Indonesia and the nickel-cobalt industrial parks
Indonesia has turned its laterite nickel resources into a lever for industrial policy. Export bans and incentives for local smelting have created large industrial parks where foreign investors, especially from East Asia, build HPAL plants and stainless-steel facilities. These hubs now produce both intermediate products for stainless steel and mixed hydroxide precipitate for batteries, with cobalt emerging as a valuable by-product.
Australia, Chile and the lithium triangle
Australia’s hard-rock spodumene mines and Chile’s brine operations in the Atacama complement each other in global lithium supply. Australia has focused on rapid project development and exports of concentrate, while Chile has long-lived brine operations with low operating costs. Both countries are now seeking to move further down the value chain into refining and even cathode materials, often in partnership with Asian and North American buyers.
DRC, South Africa and African critical-mineral hubs
The DRC’s cobalt and South Africa’s nickel and rare earth potential illustrate Africa’s strategic role in the energy transition. These resources offer a pathway to industrial development, but they also raise questions about governance, environmental safeguards and local value creation. International initiatives increasingly link access to finance with stronger ESG standards and transparent revenue management.
What the 2025 ranking shows – and what it misses
This ranking focuses on the mining stage and only on four critical minerals. It does not cover other important materials such as copper, graphite, manganese or platinum group metals, nor does it examine refining capacity, recycling or substitution technologies. A country absent from this top 10 list may still be pivotal for other parts of the critical minerals system.

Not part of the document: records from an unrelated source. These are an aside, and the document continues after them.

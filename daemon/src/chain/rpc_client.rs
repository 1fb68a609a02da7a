use std::{
    sync::atomic::{AtomicU64, Ordering},
    time::Duration,
};

use log::trace;
use serde::{de::DeserializeOwned, Serialize};
use serde_json::{json, Value};
use tokio::time::timeout;

use meridian_common::config::RPC_DEADLINE_SECS;

use super::{CircuitBreaker, GatewayError};

const JSON_RPC_VERSION: &str = "2.0";

// JSON-RPC over HTTP with a per-call deadline and a shared circuit breaker.
// Every outcome feeds the breaker so a degraded endpoint trips quickly.
pub struct JsonRpcClient {
    client: reqwest::Client,
    url: String,
    deadline: Duration,
    breaker: CircuitBreaker,
    request_id: AtomicU64,
}

impl JsonRpcClient {
    pub fn new(url: String) -> Self {
        Self::with(url, Duration::from_secs(RPC_DEADLINE_SECS))
    }

    pub fn with(url: String, deadline: Duration) -> Self {
        Self {
            client: reqwest::Client::new(),
            url,
            deadline,
            breaker: CircuitBreaker::new("rpc"),
            request_id: AtomicU64::new(0),
        }
    }

    pub fn breaker(&self) -> &CircuitBreaker {
        &self.breaker
    }

    pub async fn call<P: Serialize, R: DeserializeOwned>(
        &self,
        method: &str,
        params: &P,
    ) -> Result<R, GatewayError> {
        self.breaker.permit()?;
        let result = self.call_inner(method, params).await;
        self.breaker.record(result.is_ok());
        result
    }

    async fn call_inner<P: Serialize, R: DeserializeOwned>(
        &self,
        method: &str,
        params: &P,
    ) -> Result<R, GatewayError> {
        trace!("rpc call: {}", method);
        let id = self.request_id.fetch_add(1, Ordering::SeqCst);
        let body = json!({
            "jsonrpc": JSON_RPC_VERSION,
            "id": id,
            "method": method,
            "params": params,
        });

        let request = self.client.post(&self.url).json(&body).send();
        let response = match timeout(self.deadline, request).await {
            Ok(Ok(response)) => response,
            Ok(Err(e)) if e.is_timeout() => return Err(GatewayError::RpcTimeout),
            Ok(Err(e)) => return Err(GatewayError::TransientRpc(e.to_string())),
            Err(_) => return Err(GatewayError::DeadlineExceeded),
        };

        if response.status().as_u16() == 429 {
            return Err(GatewayError::RpcRateLimited);
        }
        if response.status().is_server_error() {
            return Err(GatewayError::TransientRpc(format!(
                "server returned {}",
                response.status()
            )));
        }

        let envelope: Value = match timeout(self.deadline, response.json()).await {
            Ok(Ok(envelope)) => envelope,
            Ok(Err(e)) => return Err(GatewayError::InvalidResponse(e.to_string())),
            Err(_) => return Err(GatewayError::DeadlineExceeded),
        };

        if let Some(error) = envelope.get("error") {
            let code = error.get("code").and_then(Value::as_i64).unwrap_or(0);
            let message = error
                .get("message")
                .and_then(Value::as_str)
                .unwrap_or("unknown error")
                .to_string();
            return Err(GatewayError::Rpc { code, message });
        }

        let result = envelope
            .get("result")
            .ok_or_else(|| GatewayError::InvalidResponse("missing result".to_string()))?;
        serde_json::from_value(result.clone())
            .map_err(|e| GatewayError::InvalidResponse(e.to_string()))
    }
}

The numbers are also moving targets. New lithium projects in Argentina and Canada, rare earth mines in Australia and the United States, and nickel-cobalt expansions in Indonesia and the Philippines are all reshaping supply. At the same time, community opposition, environmental concerns or price collapses can delay or cancel projects. Investors and policy makers therefore need to track not just current production but also project pipelines, permitting timelines and ESG performance.
Even with these caveats, the message is clear: a small group of countries currently underpins global supplies of lithium, nickel, cobalt and rare earths. Diversifying sources, improving recycling and investing in demand-reduction technologies will be crucial to managing the geopolitical and price risks that come with this concentration.
Primary data sources
- International Energy Agency (IEA), Global Critical Minerals Outlook 2024 and Global Critical Minerals Outlook 2025, providing global statistics on mining and processing of lithium, nickel, cobalt and rare earths, and highlighting the high market share of a small group of producing countries. See: https://www.iea.org/topics/critical-minerals.
- U.S. Geological Survey (USGS), Mineral Commodity Summaries 2025 for lithium, nickel, cobalt and rare earths, and Global maps of critical mineral production in 2023, used to identify leading mine producers and approximate their shares of global output. See: https://www.usgs.gov/centers/national-minerals-information-center.
- Our World in Data, Which countries have the critical minerals needed for the energy transition?, summarising USGS and IEA data on which countries dominate production and refining of key minerals for clean energy technologies.
- National geological surveys and industry reports from Australia, Canada, Chile, Indonesia, the Democratic Republic of Congo, South Africa, Brazil, Russia, China and the United States, providing additional context on project pipelines, reserves and policy frameworks.